Never before has Pakistan been so pleased at India’s success in cricket than during this January. The Indian team’s outrageous performance in Australia seems to have gladdened the hearts of fans of cricket across the border, if vlogs and articles by cricketers and writers, and comments by fans on social media, are any indication.
India’s 2004 tour of Pakistan is undoubtedly the peak of brotherliness among fans of the two countries; however, then the hospitable spirit of the Pakistanis, generous and eager to please, played a part in the fans cheering India even as their own team lost. But in India’s wins in Melbourne and Brisbane, and the draw in Sydney, over the last five weeks, Pakistani fans had no personal stake; what they had was love for cricket, support for the underdog and affinity for India — possibly mixed with some dislike for the Australian team. Pakistan’s cricketers, writers and fans showered praise for Ajinkya Rahane and his men, and it clearly came from the heart.
Two years ago, when India won a series in Australia for the first time, Pakistan Prime Minister Imran Khan congratulated Virat Kohli and his team. This time, even though the win was more thrilling and valuable, Imran said nothing — two years ago, he was yet to complete a year in office and was leading a people who placed great hopes in him; now there’s disaffection in the country, his words about India are sharp, and there are more important things on his mind than cricket.
As Sanjay Manjrekar narrates in his book, when it came to cricket, Imran was no partisan. About an incident of Imran showing concern over his failure and giving him advice on his batting, Manjrekar writes: “I was just floored that my hero liked my batting enough to follow that tour and be disappointed with my failures.

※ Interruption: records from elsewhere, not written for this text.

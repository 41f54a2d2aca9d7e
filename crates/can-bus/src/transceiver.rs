//! Transceiver capability consumed by the bus layer

use can_protocol::{ProtocolFrame, ProtocolVariant};
use serde::{Deserialize, Serialize};
use std::time::Duration;
use thiserror::Error;

/// Errors reported by a CAN transceiver driver
#[derive(Debug, Clone, PartialEq, Eq, Error)]
pub enum TransceiverError {
    /// No frame arrived within the receive timeout
    #[error("Timeout waiting for CAN frame")]
    Timeout,

    /// Driver installation rejected the configuration
    #[error("Driver install failed: {0}")]
    InstallFailed(String),

    /// Controller could not enter the running state
    #[error("Start failed: {0}")]
    StartFailed(String),

    /// Operation requires an installed driver
    #[error("Driver not installed")]
    NotInstalled,

    /// Operation requires a running controller
    #[error("Controller not running")]
    NotRunning,

    /// Any other driver-level fault
    #[error("Driver error: {0}")]
    Driver(String),
}

/// Controller state as reported by the peripheral's status register
#[derive(Debug, Clone, Copy, PartialEq, Eq, Serialize, Deserialize)]
pub enum ControllerState {
    Stopped,
    Running,
    BusOff,
    Recovering,
}

/// Snapshot of the peripheral's status and error counters
#[derive(Debug, Clone, Copy, PartialEq, Eq, Serialize, Deserialize)]
pub struct BusStatus {
    pub state: ControllerState,
    pub rx_errors: u32,
    pub tx_errors: u32,
    /// Frames waiting in the receive queue
    pub queue_depth: u32,
}

/// Driver configuration passed to [`Transceiver::install`]
#[derive(Debug, Clone, PartialEq, Eq, Serialize, Deserialize)]
#[serde(default)]
pub struct BusConfig {
    /// Nominal bitrate (bit/s)
    pub bitrate: u32,
    pub tx_pin: u8,
    pub rx_pin: u8,
    /// Accept only the active protocol's identifiers
    pub filter_enabled: bool,
    /// Protocol the acceptance filter is built for, set by the owner of
    /// the runtime configuration. `None` accepts everything.
    #[serde(skip)]
    pub protocol: Option<ProtocolVariant>,
}

impl Default for BusConfig {
    fn default() -> Self {
        Self {
            bitrate: 1_000_000,
            tx_pin: 21,
            rx_pin: 22,
            filter_enabled: true,
            protocol: None,
        }
    }
}

impl BusConfig {
    /// Protocol whose identifiers pass the acceptance filter, if filtering
    pub fn acceptance(&self) -> Option<ProtocolVariant> {
        if self.filter_enabled {
            self.protocol
        } else {
            None
        }
    }
}

/// A CAN controller the bus layer drives.
///
/// Bit timing, arbitration, CRC and acknowledgement are the peripheral's
/// business; this trait only covers lifecycle, receive and status.
pub trait Transceiver {
    fn install(&mut self, config: &BusConfig) -> Result<(), TransceiverError>;

    fn start(&mut self) -> Result<(), TransceiverError>;

    /// Wait at most `timeout` for a frame. `Duration::ZERO` polls.
    fn receive(&mut self, timeout: Duration) -> Result<ProtocolFrame, TransceiverError>;

    fn status(&mut self) -> Result<BusStatus, TransceiverError>;

    /// Ask the peripheral to leave bus-off
    fn initiate_recovery(&mut self) -> Result<(), TransceiverError>;
}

This was a Pakistani following the progress of an Indian and wanting him to do well.” Imran then turned to Maninder Singh and expressed concern over his changed action and reduced effectiveness. Clearly, once he walked off the field, Imran did not see borders among cricketers.
19 wins out of 24
Imran didn’t congratulate Rahane, but two days ago, he did boast about his captaincy record against India. “I must have captained in 24 One-day matches against India,” Imran said. “We won 19! We were always better than them. It was a small board (Pakistan Cricket Board), but as long as the country had confidence, we used to excel in every field!” Amazingly enough, in the middle of a speech on Pakistan’s current situation, Imran could summon from his memory the numbers signifying his success against India. This showed how competitive he was against India, and how much that success still matters to him.

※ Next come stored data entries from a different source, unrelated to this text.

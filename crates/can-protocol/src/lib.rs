//! CAN Dashboard Protocol Implementation
//!
//! Frame type, fixed-point unit helpers, and one decoder per supported
//! ECU dashboard protocol. Decoders are pure: a frame goes in, fields of a
//! [`vehicle_state::VehicleState`] are updated, nothing can fail.

mod decoders;
mod error;
mod frame;
mod protocol;
pub mod units;

pub use decoders::{custom, link_generic, link_generic2};
pub use decoders::{CustomDecoder, LinkGeneric2Decoder, LinkGenericDecoder};
pub use error::{FrameError, ProtocolError};
pub use frame::{CanId, ProtocolFrame, MAX_EXTENDED_ID, MAX_STANDARD_ID};
pub use protocol::{FrameDecoder, ProtocolVariant};
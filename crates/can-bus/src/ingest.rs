//! Bounded per-cycle frame drain

use crate::health::{BusState, HealthMonitor};
use crate::router::FrameRouter;
use crate::transceiver::{Transceiver, TransceiverError};
use serde::{Deserialize, Serialize};
use std::time::Duration;
use tracing::warn;
use vehicle_state::VehicleState;

/// Limits on how much work one cycle spends receiving
#[derive(Debug, Clone, Copy, PartialEq, Eq, Serialize, Deserialize)]
#[serde(default)]
pub struct DrainConfig {
    /// Frames processed per cycle at most
    pub max_frames: usize,
    /// Wait applied to the first receive only; later receives poll
    pub first_timeout_ms: u64,
}

impl Default for DrainConfig {
    fn default() -> Self {
        Self {
            max_frames: 5,
            first_timeout_ms: 10,
        }
    }
}

/// Receive and route up to `max_frames` frames.
///
/// Does nothing unless the bus is running. Returns the number of frames
/// routed. Each routed frame refreshes the monitor's liveness timestamp.
pub fn drain<T: Transceiver + ?Sized>(
    transceiver: &mut T,
    router: &mut FrameRouter,
    monitor: &mut HealthMonitor,
    state: &mut VehicleState,
    config: &DrainConfig,
    now_ms: u64,
) -> usize {
    if monitor.state() != BusState::Running {
        return 0;
    }

    let mut routed = 0;
    while routed < config.max_frames {
        let timeout = if routed == 0 {
            Duration::from_millis(config.first_timeout_ms)
        } else {
            Duration::ZERO
        };
        match transceiver.receive(timeout) {
            Ok(frame) => {
                router.route(frame, now_ms, state);
                monitor.note_frame(now_ms);
                routed += 1;
            }
            Err(TransceiverError::Timeout) => break,
            Err(e) => {
                warn!("CAN receive failed: {}", e);
                break;
            }
        }
    }
    routed
}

Two years ago, Imran hailed India’s win in Australia as “the first ever win by a subcontinent team in a Test series in Australia”. Clearly, he does have a sense of belonging to the Indian subcontinent — his mother was born in Jalandhar and moved across the new border after Pakistan was created.

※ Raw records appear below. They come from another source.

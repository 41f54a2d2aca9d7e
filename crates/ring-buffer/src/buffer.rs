//! Fixed-Capacity Ring Buffer Implementation

use serde::{Serialize, Serializer};

/// Fixed-capacity circular buffer with overwrite-oldest semantics.
///
/// Storage is an inline array sized at compile time, so `push` never
/// allocates. The buffer holds exactly `N` entries once full; every further
/// push evicts the oldest entry.
pub struct RingBuffer<T, const N: usize> {
    /// Inline storage, `None` until a slot has been written once
    storage: [Option<T>; N],
    /// Next slot to write
    head: usize,
    /// Number of occupied slots
    len: usize,
    /// Total entries written since creation (for statistics)
    total_written: u64,
}

impl<T, const N: usize> RingBuffer<T, N> {
    const NON_ZERO: () = assert!(N > 0, "ring buffer capacity must be non-zero");

    /// Create an empty buffer
    pub fn new() -> Self {
        #[allow(clippy::let_unit_value)]
        let () = Self::NON_ZERO;
        Self {
            storage: std::array::from_fn(|_| None),
            head: 0,
            len: 0,
            total_written: 0,
        }
    }

    /// Push an entry, overwriting the oldest one when full. O(1).
    pub fn push(&mut self, item: T) {
        self.storage[self.head] = Some(item);
        self.head = (self.head + 1) % N;
        if self.len < N {
            self.len += 1;
        }
        self.total_written += 1;
    }

    /// Number of entries currently held
    pub fn len(&self) -> usize {
        self.len
    }

    /// Check if buffer is empty
    pub fn is_empty(&self) -> bool {
        self.len == 0
    }

    /// Check if buffer is full
    pub fn is_full(&self) -> bool {
        self.len == N
    }

    /// Get the buffer capacity
    pub const fn capacity(&self) -> usize {
        N
    }

    /// Get fill ratio (0.0 to 1.0)
    pub fn fill_ratio(&self) -> f64 {
        self.len as f64 / N as f64
    }

    /// Total entries written since creation, including overwritten ones
    pub fn total_written(&self) -> u64 {
        self.total_written
    }

    /// Index of the oldest occupied slot
    fn tail(&self) -> usize {
        (self.head + N - self.len) % N
    }

    /// Iterate from oldest to newest
    pub fn iter(&self) -> impl DoubleEndedIterator<Item = &T> + '_ {
        let tail = self.tail();
        // occupied slots are always Some
        (0..self.len).filter_map(move |i| self.storage[(tail + i) % N].as_ref())
    }

    /// Most recently pushed entry
    pub fn latest(&self) -> Option<&T> {
        self.iter().next_back()
    }

    /// Oldest entry still held
    pub fn oldest(&self) -> Option<&T> {
        self.iter().next()
    }

    /// Forget all entries. Storage is kept.
    pub fn clear(&mut self) {
        for slot in self.storage.iter_mut() {
            *slot = None;
        }
        self.head = 0;
        self.len = 0;
    }
}

impl<T: Clone, const N: usize> RingBuffer<T, N> {
    /// Read the last `count` entries (most recent first)
    pub fn read_last(&self, count: usize) -> Vec<T> {
        self.iter().rev().take(count).cloned().collect()
    }

    /// Copy every entry out, oldest first
    pub fn to_vec(&self) -> Vec<T> {
        self.iter().cloned().collect()
    }
}

impl<T, const N: usize> Default for RingBuffer<T, N> {
    fn default() -> Self {
        Self::new()
    }
}

impl<T: std::fmt::Debug, const N: usize> std::fmt::Debug for RingBuffer<T, N> {
    fn fmt(&self, f: &mut std::fmt::Formatter<'_>) -> std::fmt::Result {
        f.debug_list().entries(self.iter()).finish()
    }
}

/// Serialises as a sequence, oldest first.
impl<T: Serialize, const N: usize> Serialize for RingBuffer<T, N> {
    fn serialize<S: Serializer>(&self, serializer: S) -> Result<S::Ok, S::Error> {
        serializer.collect_seq(self.iter())
    }
}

Imran, though he identifies himself as a Pashtun or Pathan, was truly a cricketer sans borders — a Pathan who can’t speak Pashto or Hindko, dated actresses and socialites from India and the West, married a British woman of Jewish heritage with whom he has two sons in England.
In a TV interview a few years ago, Imran said he was in a good position to give advice on “our” morals to young people. “A man like me, who has seen the western culture very closely… is more qualified to tell young people what they should guard against… they should not copy another culture like monkeys,” Imran said.
Perhaps the young Imran was following the imperatives of young hormones; the older Imran is following the imperatives of older hormones.
Being unmoored from social and cultural ties can be very emancipating — Imran was a free bird in his youth; yet, being unmoored can also be unsettling, more so as you age. Imran seems to be experiencing that — in his recent speech, Imran also railed against “Indian culture”. In the past, he has waxed eloquent about “our culture” when talking about Turkish TV show Ertugrul; last year, in a press conference with Turkish President Erdogan, he happily said that “the Turks ruled Hindustan for 600 years”. Having forgotten Pashto, speaking Urdu and not Punjabi, and showing aversion for “Indian culture”, Imran seems to have voted for Turk/Mughal imperialism over British imperialism.
But it’s likely that, as a cricketer from the subcontinent, Imran would be gladdened by a team from the region doing well in Australia.